Sprouts management thinks that it will be able to sustain a store growth rate of 12% per year. It has 19 stores planned for 2013 and 20 stores planned for 2014. For the current year, the company has already opened 17 new stores. Management believes that there's scope to grow to over 1,200 stores across the nation as the U.S. supermarket and grocery market industry is worth more than $550 billion annually.

More intriguing options
The likes of Whole Foods have been plying their trade in this market for longer. Whole Foods is the biggest of the three companies discussed here with a count of 351 stores spread across the U.S., the U.K. and Canada. Its third-quarter results were good as revenue increased 12% year over year to $3.1 billion, in line with consensus estimates. Earnings increased 20% year over year to $0.38 per share , also in line with consensus expectations.

Going forward, Whole Foods is planning to expand into impoverished neighborhoods with smaller-sized stores. The first such store is planned in Englewood, and is slated to be operational in 2016. If this model succeeds, then Whole Foods might open several such stores going forward. In addition, it also has strategies like "flash" sales on specific items in place (where consumers can buy the item for less), apart from money saving offers through discount coupons on its website in order to drive traffic to stores.

Natural Grocers by Vitamin Cottage is the smallest of the three with a footprint of 65 stores across 13 states. The company did pretty well as far as comps were concerned in the previous quarter, recording growth of 11.6%. This was the highest among the three, and is expected since Natural Grocers has more room to grow on account of being the smallest.

On the back of such strong comps, revenue increased 30.55% from the year-ago quarter to $113.2 million .

Looking ahead, Natural Grocers plans to add two new stores in the current fiscal year and 15 in the next fiscal year as a part of its growth strategy. This means that investors can expect greater growth next year and beyond as the company steps up its store expansion initiative.

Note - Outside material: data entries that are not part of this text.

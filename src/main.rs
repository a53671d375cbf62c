use actix_cors::Cors;
use actix_web::{middleware, web, App, HttpServer};
use anyhow::Result;
use quote_invoice_generator::api::{configure_routes, json_config, ApiState};
use quote_invoice_generator::core::AppConfig;
use tracing_actix_web::TracingLogger;
use tracing_subscriber::EnvFilter;

#[actix_web::main]
async fn main() -> Result<()> {
    // Load environment variables
    dotenv::dotenv().ok();

    // Initialize logging
    tracing_subscriber::fmt()
        .with_env_filter(
            EnvFilter::try_from_default_env()
                .unwrap_or_else(|_| EnvFilter::new("info"))
        )
        .init();

    tracing::info!("Starting Quote & Invoice Generator API");

    // Initialize Prometheus metrics
    prometheus::default_registry()
        .register(Box::new(prometheus::process_collector::ProcessCollector::for_self()))?;

    // Load configuration
    let config = AppConfig::load()?;
    let host = config.host.clone();
    let port = config.port;
    let max_json_bytes = config.max_json_bytes;

    tracing::info!(
        typst = %config.typst_bin,
        temp_dir = %config.temp_dir,
        supplier = %config.documents.supplier.name,
        "configuration loaded"
    );

    // Initialize application state
    let state = web::Data::new(ApiState::new(config)?);

    tracing::info!("Starting server on {}:{}", host, port);

    // Start HTTP server
    HttpServer::new(move || {
        App::new()
            .app_data(state.clone())
            .app_data(json_config(max_json_bytes))
            .wrap(TracingLogger::default())
            .wrap(middleware::Compress::default())
            .wrap(
                Cors::default()
                    .allow_any_origin()
                    .allowed_methods(vec!["GET", "POST"])
                    .allowed_headers(vec!["Content-Type"])
                    .expose_headers(vec!["Content-Disposition"])
                    .max_age(3600)
            )
            .wrap(middleware::NormalizePath::trim())
            .configure(configure_routes)
    })
    .bind((host.as_str(), port))?
    .run()
    .await?;

    Ok(())
}
use actix_web::{error::ResponseError, http::StatusCode, HttpResponse};
use std::fmt;

use crate::core::DocumentError;

#[derive(Debug)]
pub struct ApiError {
    message: String,
    status_code: StatusCode,
}

impl ApiError {
    pub fn new(message: impl Into<String>, status_code: StatusCode) -> Self {
        ApiError {
            message: message.into(),
            status_code,
        }
    }

    pub fn internal_server_error(message: impl Into<String>) -> Self {
        Self::new(message, StatusCode::INTERNAL_SERVER_ERROR)
    }

    pub fn bad_request(message: impl Into<String>) -> Self {
        Self::new(message, StatusCode::BAD_REQUEST)
    }

    pub fn too_many_requests(message: impl Into<String>) -> Self {
        Self::new(message, StatusCode::TOO_MANY_REQUESTS)
    }
}

impl fmt::Display for ApiError {
    fn fmt(&self, f: &mut fmt::Formatter<'_>) -> fmt::Result {
        write!(f, "{}", self.message)
    }
}

impl ResponseError for ApiError {
    fn error_response(&self) -> HttpResponse {
        HttpResponse::build(self.status_code)
            .json(serde_json::json!({
                "error": self.message,
                "status": self.status_code.as_u16()
            }))
    }

    fn status_code(&self) -> StatusCode {
        self.status_code
    }
}

impl From<DocumentError> for ApiError {
    fn from(err: DocumentError) -> Self {
        if err.is_client_error() {
            ApiError::bad_request(err.to_string())
        } else {
            tracing::error!(error = %err, "document generation failed");
            ApiError::internal_server_error(err.to_string())
        }
    }
}

impl From<serde_json::Error> for ApiError {
    fn from(err: serde_json::Error) -> Self {
        ApiError::bad_request(err.to_string())
    }
}

pub type ApiResult<T> = Result<T, ApiError>;

#[cfg(test)]
mod tests {
    use super::*;

    #[test]
    fn client_errors_map_to_bad_request() {
        let err: ApiError = DocumentError::MissingRequiredField("client name").into();
        assert_eq!(err.status_code(), StatusCode::BAD_REQUEST);
        assert_eq!(err.to_string(), "missing required field: client name");

        let err: ApiError = DocumentError::UnsupportedOutputFormat("odt".to_string()).into();
        assert_eq!(err.status_code(), StatusCode::BAD_REQUEST);

        let err: ApiError = DocumentError::AmountOutOfRange("total net".to_string()).into();
        assert_eq!(err.status_code(), StatusCode::BAD_REQUEST);
    }

    #[test]
    fn render_errors_map_to_internal_error() {
        let err: ApiError = DocumentError::Render("typst exploded".to_string()).into();
        assert_eq!(err.status_code(), StatusCode::INTERNAL_SERVER_ERROR);
    }
}
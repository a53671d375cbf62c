use serde::{Deserialize, Serialize};
use std::fmt;
use std::str::FromStr;

use crate::core::DocumentError;

#[derive(Debug, Clone, Copy, PartialEq, Eq, Serialize, Deserialize)]
#[serde(rename_all = "snake_case")]
pub enum OutputFormat {
    Pdf,
    Docx,
}

impl OutputFormat {
    pub fn extension(&self) -> &'static str {
        match self {
            OutputFormat::Pdf => "pdf",
            OutputFormat::Docx => "docx",
        }
    }

    pub fn content_type(&self) -> &'static str {
        match self {
            OutputFormat::Pdf => "application/pdf",
            OutputFormat::Docx => {
                "application/vnd.openxmlformats-officedocument.wordprocessingml.document"
            }
        }
    }
}

impl FromStr for OutputFormat {
    type Err = DocumentError;

    fn from_str(s: &str) -> Result<Self, Self::Err> {
        match s.trim().to_lowercase().as_str() {
            "pdf" => Ok(OutputFormat::Pdf),
            "docx" => Ok(OutputFormat::Docx),
            _ => Err(DocumentError::UnsupportedOutputFormat(s.to_string())),
        }
    }
}

impl fmt::Display for OutputFormat {
    fn fmt(&self, f: &mut fmt::Formatter<'_>) -> fmt::Result {
        write!(f, "{}", self.extension())
    }
}

/// Devis (presupuesto) o factura: misma forma, distinta fecha secundaria
#[derive(Debug, Clone, Copy, PartialEq, Eq, Serialize, Deserialize)]
#[serde(rename_all = "snake_case")]
pub enum DocumentKind {
    Quote,
    Invoice,
}

impl DocumentKind {
    pub fn number_prefix(&self) -> &'static str {
        match self {
            DocumentKind::Quote => "D",
            DocumentKind::Invoice => "F",
        }
    }

    pub fn title(&self) -> &'static str {
        match self {
            DocumentKind::Quote => "DEVIS",
            DocumentKind::Invoice => "FACTURE",
        }
    }

    pub fn file_stem(&self) -> &'static str {
        match self {
            DocumentKind::Quote => "devis",
            DocumentKind::Invoice => "facture",
        }
    }
}

impl fmt::Display for DocumentKind {
    fn fmt(&self, f: &mut fmt::Formatter<'_>) -> fmt::Result {
        match self {
            DocumentKind::Quote => write!(f, "quote"),
            DocumentKind::Invoice => write!(f, "invoice"),
        }
    }
}

pub const DEFAULT_PAYMENT_STATUS: &str = "pending";

#[derive(Debug, Clone, Copy, PartialEq, Eq)]
pub enum StatusTone {
    Paid,
    Overdue,
    Neutral,
}

/// Estado de pago libre: solo se interpreta para colorear el documento
#[derive(Debug, Clone, PartialEq, Eq, Serialize, Deserialize)]
#[serde(transparent)]
pub struct PaymentStatus(String);

impl PaymentStatus {
    pub fn new(status: impl Into<String>) -> Self {
        PaymentStatus(status.into())
    }

    pub fn as_str(&self) -> &str {
        &self.0
    }

    pub fn tone(&self) -> StatusTone {
        match self.0.trim().to_lowercase().as_str() {
            "paid" | "payée" | "payee" => StatusTone::Paid,
            "overdue" | "en retard" => StatusTone::Overdue,
            _ => StatusTone::Neutral,
        }
    }
}

impl Default for PaymentStatus {
    fn default() -> Self {
        PaymentStatus(DEFAULT_PAYMENT_STATUS.to_string())
    }
}

impl fmt::Display for PaymentStatus {
    fn fmt(&self, f: &mut fmt::Formatter<'_>) -> fmt::Result {
        f.write_str(&self.0)
    }
}

#[cfg(test)]
mod tests {
    use super::*;

    #[test]
    fn output_format_is_case_insensitive() {
        assert_eq!("PDF".parse::<OutputFormat>().unwrap(), OutputFormat::Pdf);
        assert_eq!(" docx ".parse::<OutputFormat>().unwrap(), OutputFormat::Docx);
    }

    #[test]
    fn unknown_output_format_is_rejected() {
        let err = "xlsx".parse::<OutputFormat>().unwrap_err();
        assert!(matches!(err, DocumentError::UnsupportedOutputFormat(ref f) if f == "xlsx"));
    }

    #[test]
    fn payment_status_tones() {
        assert_eq!(PaymentStatus::new("paid").tone(), StatusTone::Paid);
        assert_eq!(PaymentStatus::new("Payée").tone(), StatusTone::Paid);
        assert_eq!(PaymentStatus::new("En retard").tone(), StatusTone::Overdue);
        assert_eq!(PaymentStatus::default().tone(), StatusTone::Neutral);
        assert_eq!(PaymentStatus::new("partially paid").tone(), StatusTone::Neutral);
    }
}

In addition, Natural Grocers seems cheaper when compared to Sprouts. The company's trailing P/E of 90x is half of Sprouts, which trades at a multiple of 186. Moreover, Natural Grocers' earnings are expected to grow at a CAGR of 29% over the next five years while Sprouts is expected to grow at 26%.

Conclusion
Given the opportunity in the organic food market, all three companies are expected to record good growth in the future. Conservative investors could consider Whole Foods as it is more established, has a wider store count, and trades at a relatively conservative 40 times earnings.

The more aggressive investors should consider taking a look at Sprouts or Natural Grocers, both of which are expected to grow at a terrific pace in the future. However, Natural Grocers' lower P/E ratio as against Sprouts could turn the investing decision in its favor.